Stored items

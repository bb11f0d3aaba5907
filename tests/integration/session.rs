use assetdesk::{
    models::{Credentials, MenuSection, Role, Variant},
    AppError,
};

use crate::common::seeded_state;

#[test]
fn test_admin_login() {
    let mut state = seeded_state();
    let profile = state
        .auth()
        .login(&Credentials::new("admin@company.com", "password123"))
        .unwrap();
    assert_eq!(profile.role, Role::Admin);
    assert_eq!(state.current_user(), Some(&profile));

    let toast = state.take_notifications().pop().unwrap();
    assert_eq!(toast.title, "Login Successful");
    assert_eq!(toast.description, "Welcome back, John Admin!");
}

#[test]
fn test_wrong_password_fails() {
    let mut state = seeded_state();
    let err = state
        .auth()
        .login(&Credentials::new("admin@company.com", "letmein"))
        .unwrap_err();
    assert!(matches!(err, AppError::Authentication(_)));
    assert!(state.current_user().is_none());

    let toast = state.take_notifications().pop().unwrap();
    assert_eq!(toast.title, "Login Failed");
    assert_eq!(toast.variant, Variant::Destructive);
}

#[test]
fn test_department_head_menu() {
    let mut state = seeded_state();
    let profile = state
        .auth()
        .login(&Credentials::new("dept.head@company.com", "password123"))
        .unwrap();
    assert_eq!(
        profile.visible_sections(),
        vec![
            MenuSection::Dashboard,
            MenuSection::Assets,
            MenuSection::Employees,
            MenuSection::Reports,
        ]
    );
    assert!(state.auth().open_section(MenuSection::Employees).is_ok());
    assert!(matches!(
        state.auth().open_section(MenuSection::Departments),
        Err(AppError::Authorization(_))
    ));
}

#[test]
fn test_logout_clears_session() {
    let mut state = seeded_state();
    state
        .auth()
        .login(&Credentials::new("employee@company.com", "password123"))
        .unwrap();
    let profile = state.auth().logout().unwrap();
    assert_eq!(profile.name, "Bob Employee");
    assert!(state.current_user().is_none());
    assert_eq!(
        state.notifications().last().map(|n| n.title.as_str()),
        Some("Logged Out")
    );
}

#[test]
fn test_roles_do_not_gate_mutations() {
    let mut state = seeded_state();
    state
        .auth()
        .login(&Credentials::new("employee@company.com", "password123"))
        .unwrap();
    let id = "AST-003".parse().unwrap();
    assert!(state.assets().delete(id).is_some());
}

### Your goal
Every record must be set down again exactly.

### Answer for this exercise
repository bb11f0d3aaba5907
filename tests/integration/session.rs
use assetdesk::{
    models::{Credentials, MenuSection, Role, Variant},
    AppError,
};

use crate::common::seeded_state;

#[test]
fn test_admin_login() {
    let mut state = seeded_state();
    let profile = state
        .auth()
        .login(&Credentials::new("admin@company.com", "password123"))
        .unwrap();
    assert_eq!(profile.role, Role::Admin);
    assert_eq!(state.current_user(), Some(&profile));

    let toast = state.take_notifications().pop().unwrap();
    assert_eq!(toast.title, "Login Successful");
    assert_eq!(toast.description, "Welcome back, John Admin!");
}

#[test]
fn test_wrong_password_fails() {
    let mut state = seeded_state();
    let err = state
        .auth()
        .login(&Credentials::new("admin@company.com", "letmein"))
        .unwrap_err();
    assert!(matches!(err, AppError::Authentication(_)));
    assert!(state.current_user().is_none());

    let toast = state.take_notifications().pop().unwrap();
    assert_eq!(toast.title, "Login Failed");
    assert_eq!(toast.variant, Variant::Destructive);
}

#[test]
fn test_department_head_menu() {
    let mut state = seeded_state();
    let profile = state
        .auth()
        .login(&Credentials::new("dept.head@company.com", "password123"))
        .unwrap();
    assert_eq!(
        profile.visible_sections(),
        vec![
            MenuSection::Dashboard,
            MenuSection::Assets,
            MenuSection::Employees,
            MenuSection::Reports,
        ]
    );
    assert!(state.auth().open_section(MenuSection::Employees).is_ok());
    assert!(matches!(
        state.auth().open_section(MenuSection::Departments),
        Err(AppError::Authorization(_))
    ));
}

#[test]
fn test_logout_clears_session() {
    let mut state = seeded_state();
    state
        .auth()
        .login(&Credentials::new("employee@company.com", "password123"))
        .unwrap();
    let profile = state.auth().logout().unwrap();
    assert_eq!(profile.name, "Bob Employee");
    assert!(state.current_user().is_none());
    assert_eq!(
        state.notifications().last().map(|n| n.title.as_str()),
        Some("Logged Out")
    );
}

#[test]
fn test_roles_do_not_gate_mutations() {
    let mut state = seeded_state();
    state
        .auth()
        .login(&Credentials::new("employee@company.com", "password123"))
        .unwrap();
    let id = "AST-003".parse().unwrap();
    assert!(state.assets().delete(id).is_some());
}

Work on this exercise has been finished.